22 febbraio 2017 | 19:05

Oggi in programma il Cda Rai. Tra i temi in discussione anche il piano fiction e il progetto della direzione acquisti

Al centro del Cda che si terrà oggi a Viale Mazzini dovrebbe esserci la discussione e, forse, l’approvazione del budget che dovrà prevedere il pareggio – secondo quanto esplicitamente richiesto dai Consiglieri al dg Antonio Campo Dall’Orto – ma anche tagli per fare i conti con l’effetto della riduzione del canone pari a 180 milioni di euro. Tra gli altri temi all’ordine del giorno c’è il piano fiction: i consiglieri hanno chiesto di avere un quadro d’insieme di come si stanno muovendo gli investimenti di Rai Fiction.
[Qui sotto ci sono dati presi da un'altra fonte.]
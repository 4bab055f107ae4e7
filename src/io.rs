//! Reading clustered peak lists and writing consensus spectra.
pub mod cluster_list;
pub mod compression;
pub mod mgf;
mod offset_index;
pub mod traits;

pub use crate::io::cluster_list::{assemble_clusters, read_cluster_list};
pub use crate::io::compression::{create_output, open_input, OutputSink};
pub use crate::io::mgf::{
    ClusteredTitle, ConsensusTitle, MGFError, MGFReader, MGFReaderType, MGFTitle, MGFWriter,
    SpectrumTitle, TitleParser,
};
pub use crate::io::offset_index::OffsetIndex;
pub use crate::io::traits::{ConsensusWriter, PeakListSource, SeekRead};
Forse si discuterà il progetto della ventilata mega direzione acquisti che dovrebbe gestire in futuro i diritti di cinema, sport , intrattenimento e fiction da affidare al bravo Giuseppe Pasciucco.
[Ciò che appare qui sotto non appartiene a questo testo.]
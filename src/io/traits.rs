use std::collections::HashMap;
use std::io;

use crate::spectrum::{ConsensusSpectrum, PeakList};

pub trait SeekRead: io::Read + io::Seek {}
impl<T: io::Read + io::Seek> SeekRead for T {}

/// A source of peak lists that can be looked up by spectrum identifier.
///
/// This is the seam for readers over other acquisition formats. The consensus
/// machinery only cares that a [`PeakList`] comes back, not how it was read.
pub trait PeakListSource {
    /// Retrieve the peak list for the spectrum identified by `id`
    fn get_peak_list_by_id(&mut self, id: &str) -> Option<PeakList>;
}

impl PeakListSource for HashMap<String, PeakList> {
    fn get_peak_list_by_id(&mut self, id: &str) -> Option<PeakList> {
        self.get(id).cloned()
    }
}

/// A destination for consensus spectra, written one record at a time
pub trait ConsensusWriter {
    /// Write a single spectrum, returning the number of records written
    fn write(&mut self, spectrum: &ConsensusSpectrum) -> io::Result<usize>;

    fn flush(&mut self) -> io::Result<()>;

    /// Flush and finalize the underlying stream
    fn close(&mut self) -> io::Result<()> {
        self.flush()
    }
}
Antonio Campo Dall’Orto (foto Olycom)

Si dà per scontato che prosegua la discussione su ciò che resterà del piano dell’informazione di Carlo Verdelli, ma di lì a dare il via libera alle nuove indicazioni sembra che ci voglia tempo. Campo Dall’Orto vorrebbe chiudere l’accordo almeno sulla testata digitale che ritiene debba essere autonoma e per la quale ha appena ingaggiato Milena Gabbanelli. Molti consiglieri pensano invece che dovrebbe il digitale dovrebbe essere parte di Rainews 24, la vera fusione da realizzare con il piano. Ci si chiede se in questo schema resterebbe in piedi la ventilata integrazione tra Rainews e la Tgr prevista dal piano Verdelli a cui sembra favorevole il direttore generale.
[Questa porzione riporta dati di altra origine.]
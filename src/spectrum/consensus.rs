/// The representative spectrum summarizing one cluster.
///
/// `mz_array` is ascending and `intensity_array` is parallel to it. Both hold
/// only bins that met the quorum.
#[derive(Debug, Clone, PartialEq)]
#[cfg_attr(feature = "serde", derive(serde::Serialize, serde::Deserialize))]
pub struct ConsensusSpectrum {
    pub cluster_id: String,
    pub mz_array: Vec<f64>,
    pub intensity_array: Vec<f32>,
    pub precursor_mz: f64,
    pub precursor_charge: i32,
    /// How many peak lists were reduced into this spectrum
    pub n_members: usize,
}

impl ConsensusSpectrum {
    pub fn len(&self) -> usize {
        self.mz_array.len()
    }

    pub fn is_empty(&self) -> bool {
        self.mz_array.is_empty()
    }

    pub fn iter(&self) -> impl Iterator<Item = (f64, f32)> + '_ {
        self.mz_array
            .iter()
            .copied()
            .zip(self.intensity_array.iter().copied())
    }
}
Il cda da per scontato che non si possa arrivare a una completa riforma dell’informazione se non viene rinnovata la concessione Stato Rai con la determinazione dei principi a cui dovrà adeguarsi il servizio pubblico per i prossimi dieci anni. Su questo fronte ci sarebbero buone notizie perchè il testo della nuova concessione dovrebbe approdare il 3 marzo in Consiglio di ministri. Ci sarebbero così i tempi tecnici per il passaggio in Commissione di vigilanza e il rinnovo della Concessione entro il 1 maggio come previsto dall’ultima proroga del governo della convenzione.